Copy each line of the following material that has the string "EnvMap".

RAW DATA section start

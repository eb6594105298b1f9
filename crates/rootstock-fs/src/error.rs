use std::io;
use std::path::PathBuf;

#[derive(Debug, thiserror::Error)]
pub enum Error {
    #[error("failed to create directory '{path}': {source}")]
    CreateDir { path: PathBuf, source: io::Error },

    #[error("failed to remove '{path}': {source}")]
    Remove { path: PathBuf, source: io::Error },

    #[error("failed to create symlink '{link}' -> '{target}': {source}")]
    Symlink {
        target: PathBuf,
        link: PathBuf,
        source: io::Error,
    },

    #[error("failed to write '{path}': {source}")]
    Write { path: PathBuf, source: io::Error },

    #[error(transparent)]
    Io(#[from] io::Error),
}

pub type Result<T> = std::result::Result<T, Error>;
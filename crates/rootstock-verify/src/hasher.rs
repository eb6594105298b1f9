use sha2::Digest;

/// Incremental hasher over a byte stream.
pub trait Hasher: Send {
    fn update(&mut self, data: &[u8]);
    fn finalize(self) -> Vec<u8>;
}

pub struct Sha256Hasher(sha2::Sha256);

impl Hasher for Sha256Hasher {
    fn update(&mut self, data: &[u8]) {
        self.0.update(data);
    }

    fn finalize(self) -> Vec<u8> {
        self.0.finalize().to_vec()
    }
}

impl Default for Sha256Hasher {
    fn default() -> Self {
        Self::new()
    }
}

impl Sha256Hasher {
    pub fn new() -> Self {
        Self(sha2::Sha256::new())
    }

    pub fn digest(data: &[u8]) -> Vec<u8> {
        sha2::Sha256::digest(data).to_vec()
    }
}
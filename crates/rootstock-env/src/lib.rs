//! Environment materialization: the dotenv file shells and spawned
//! processes read, and the generated `.profile`.
//!
//! Both artifacts are written through a temp sibling plus rename so a
//! process starting mid-write sees the old file or the new file, never
//! a truncated one.

mod error;
mod map;
mod profile;

pub use error::{Error, Result};
pub use map::EnvMap;
pub use profile::ShellProfile;

use std::path::Path;

use rootstock_fs::AtomicWriteOptions;

const FILE_MODE: u32 = 0o644;

/// Serialize `map` and move it into place at `path` atomically.
pub fn write_dotenv(map: &EnvMap, path: &Path) -> Result<()> {
    rootstock_fs::atomic_write(
        path,
        map.to_dotenv().as_bytes(),
        AtomicWriteOptions::new().permissions(FILE_MODE),
    )?;
    Ok(())
}

/// Render `profile` and move it into place at `path` atomically.
pub fn write_profile(profile: &ShellProfile, path: &Path) -> Result<()> {
    rootstock_fs::atomic_write(
        path,
        profile.render().as_bytes(),
        AtomicWriteOptions::new().permissions(FILE_MODE),
    )?;
    Ok(())
}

RAW DATA section end

**RESPONSE TO THE TASK**
pub use map::EnvMap;
pub fn write_dotenv(map: &EnvMap, path: &Path) -> Result<()> {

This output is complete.